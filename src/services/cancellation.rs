use chrono::{Duration, Utc};
use futures_util::future::join_all;
use rust_decimal::prelude::ToPrimitive;
use rust_decimal::Decimal;
use std::sync::Arc;
use std::time::Instant;
use uuid::Uuid;

use crate::domain::coupon::{Coupon, CouponCode, CouponRepository};
use crate::domain::inventory::InventoryRepository;
use crate::domain::order::{
    ItemRefund, ItemStatus, OrderAggregate, OrderCommand, OrderCommandHandler, OrderEvent, OrderStatus,
    Settlement,
};
use crate::domain::reconciliation::{ReconciliationEntry, ReconciliationKind, ReconciliationLog};
use crate::domain::wallet::WalletLedger;
use crate::event_sourcing::StoreError;
use crate::metrics::Metrics;
use crate::utils::{retry_on_transient, RetryConfig};
use super::access::{load_for, run_command, Actor};
use super::errors::ServiceError;

// ============================================================================
// Cancellation / Return Engine
// ============================================================================
//
// A settlement (cancellation or accepted return) is decided in memory by
// the order aggregate, then applied as a saga:
//
//   1. restore stock        (best effort, failures queued for an operator)
//   2. credit the wallet    (if the order was paid; failure queued)
//   3. append the order event at the version it was decided against
//
// Steps 1 and 2 push compensations. If step 3 is rejected they run in
// reverse; a compensation that fails goes to the reconciliation queue. A
// version conflict then reloads the order and decides again, so a racing
// duplicate either finds its request id already settled or finds the items
// no longer cancellable.
//
// ============================================================================

pub const DEFAULT_CANCEL_REASON: &str = "Cancelled by customer";
pub const DEFAULT_ORDER_CANCEL_REASON: &str = "Order cancelled by customer";
pub const DEFAULT_ACCEPT_REASON: &str = "Return accepted";
pub const DEFAULT_DECLINE_REASON: &str = "Return declined";

/// Caller-supplied knobs for a settlement
#[derive(Debug, Clone, Default)]
pub struct SettlementOptions {
    pub reason: Option<String>,
    /// Idempotency key; a fresh one is generated when absent
    pub request_id: Option<Uuid>,
}

impl SettlementOptions {
    fn reason_or(&self, default: &str) -> String {
        self.reason
            .as_deref()
            .map(str::trim)
            .filter(|r| !r.is_empty())
            .unwrap_or(default)
            .to_string()
    }
}

#[derive(Debug, Clone, PartialEq)]
pub struct CancellationOutcome {
    pub order_id: Uuid,
    pub request_id: Uuid,
    pub total_refund_amount: Decimal,
    pub coupon_removed: bool,
    pub coupon_recalculated: bool,
    pub new_order_total: Decimal,
    pub order_fully_cancelled: bool,
    pub item_refunds: Vec<ItemRefund>,
    /// Status the settled items ended in
    pub item_status: ItemStatus,
    pub order_status: OrderStatus,
    pub wallet_credited: bool,
    /// The request id had already been settled; nothing was applied
    pub replayed: bool,
}

impl CancellationOutcome {
    fn from_settlement(
        order_id: Uuid,
        settlement: &Settlement,
        item_status: ItemStatus,
        wallet_credited: bool,
        replayed: bool,
    ) -> Self {
        Self {
            order_id,
            request_id: settlement.request_id,
            total_refund_amount: settlement.total_refund,
            coupon_removed: settlement.coupon_removed,
            coupon_recalculated: settlement.coupon_recalculated,
            new_order_total: settlement.new_total,
            order_fully_cancelled: settlement.order_status == OrderStatus::Cancelled,
            item_refunds: settlement.item_refunds.clone(),
            item_status,
            order_status: settlement.order_status,
            wallet_credited,
            replayed,
        }
    }
}

#[derive(Debug, Clone)]
enum SettlementRequest {
    Items(Vec<Uuid>),
    WholeOrder,
    Return(Uuid),
}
#####
__Exercise directions__.
Each record above is to be restated word for word.

__Result__.
filename src/services/cancellation.rs
use chrono::{Duration, Utc};
use futures_util::future::join_all;
use rust_decimal::prelude::ToPrimitive;
use rust_decimal::Decimal;
use std::sync::Arc;
use std::time::Instant;
use uuid::Uuid;

use crate::domain::coupon::{Coupon, CouponCode, CouponRepository};
use crate::domain::inventory::InventoryRepository;
use crate::domain::order::{
    ItemRefund, ItemStatus, OrderAggregate, OrderCommand, OrderCommandHandler, OrderEvent, OrderStatus,
    Settlement,
};
use crate::domain::reconciliation::{ReconciliationEntry, ReconciliationKind, ReconciliationLog};
use crate::domain::wallet::WalletLedger;
use crate::event_sourcing::StoreError;
use crate::metrics::Metrics;
use crate::utils::{retry_on_transient, RetryConfig};
use super::access::{load_for, run_command, Actor};
use super::errors::ServiceError;

// ============================================================================
// Cancellation / Return Engine
// ============================================================================
//
// A settlement (cancellation or accepted return) is decided in memory by
// the order aggregate, then applied as a saga:
//
//   1. restore stock        (best effort, failures queued for an operator)
//   2. credit the wallet    (if the order was paid; failure queued)
//   3. append the order event at the version it was decided against
//
// Steps 1 and 2 push compensations. If step 3 is rejected they run in
// reverse; a compensation that fails goes to the reconciliation queue. A
// version conflict then reloads the order and decides again, so a racing
// duplicate either finds its request id already settled or finds the items
// no longer cancellable.
//
// ============================================================================

pub const DEFAULT_CANCEL_REASON: &str = "Cancelled by customer";
pub const DEFAULT_ORDER_CANCEL_REASON: &str = "Order cancelled by customer";
pub const DEFAULT_ACCEPT_REASON: &str = "Return accepted";
pub const DEFAULT_DECLINE_REASON: &str = "Return declined";

/// Caller-supplied knobs for a settlement
#[derive(Debug, Clone, Default)]
pub struct SettlementOptions {
    pub reason: Option<String>,
    /// Idempotency key; a fresh one is generated when absent
    pub request_id: Option<Uuid>,
}

impl SettlementOptions {
    fn reason_or(&self, default: &str) -> String {
        self.reason
            .as_deref()
            .map(str::trim)
            .filter(|r| !r.is_empty())
            .unwrap_or(default)
            .to_string()
    }
}

#[derive(Debug, Clone, PartialEq)]
pub struct CancellationOutcome {
    pub order_id: Uuid,
    pub request_id: Uuid,
    pub total_refund_amount: Decimal,
    pub coupon_removed: bool,
    pub coupon_recalculated: bool,
    pub new_order_total: Decimal,
    pub order_fully_cancelled: bool,
    pub item_refunds: Vec<ItemRefund>,
    /// Status the settled items ended in
    pub item_status: ItemStatus,
    pub order_status: OrderStatus,
    pub wallet_credited: bool,
    /// The request id had already been settled; nothing was applied
    pub replayed: bool,
}

impl CancellationOutcome {
    fn from_settlement(
        order_id: Uuid,
        settlement: &Settlement,
        item_status: ItemStatus,
        wallet_credited: bool,
        replayed: bool,
    ) -> Self {
        Self {
            order_id,
            request_id: settlement.request_id,
            total_refund_amount: settlement.total_refund,
            coupon_removed: settlement.coupon_removed,
            coupon_recalculated: settlement.coupon_recalculated,
            new_order_total: settlement.new_total,
            order_fully_cancelled: settlement.order_status == OrderStatus::Cancelled,
            item_refunds: settlement.item_refunds.clone(),
            item_status,
            order_status: settlement.order_status,
            wallet_credited,
            replayed,
        }
    }
}

#[derive(Debug, Clone)]
enum SettlementRequest {
    Items(Vec<Uuid>),
    WholeOrder,
    Return(Uuid),
}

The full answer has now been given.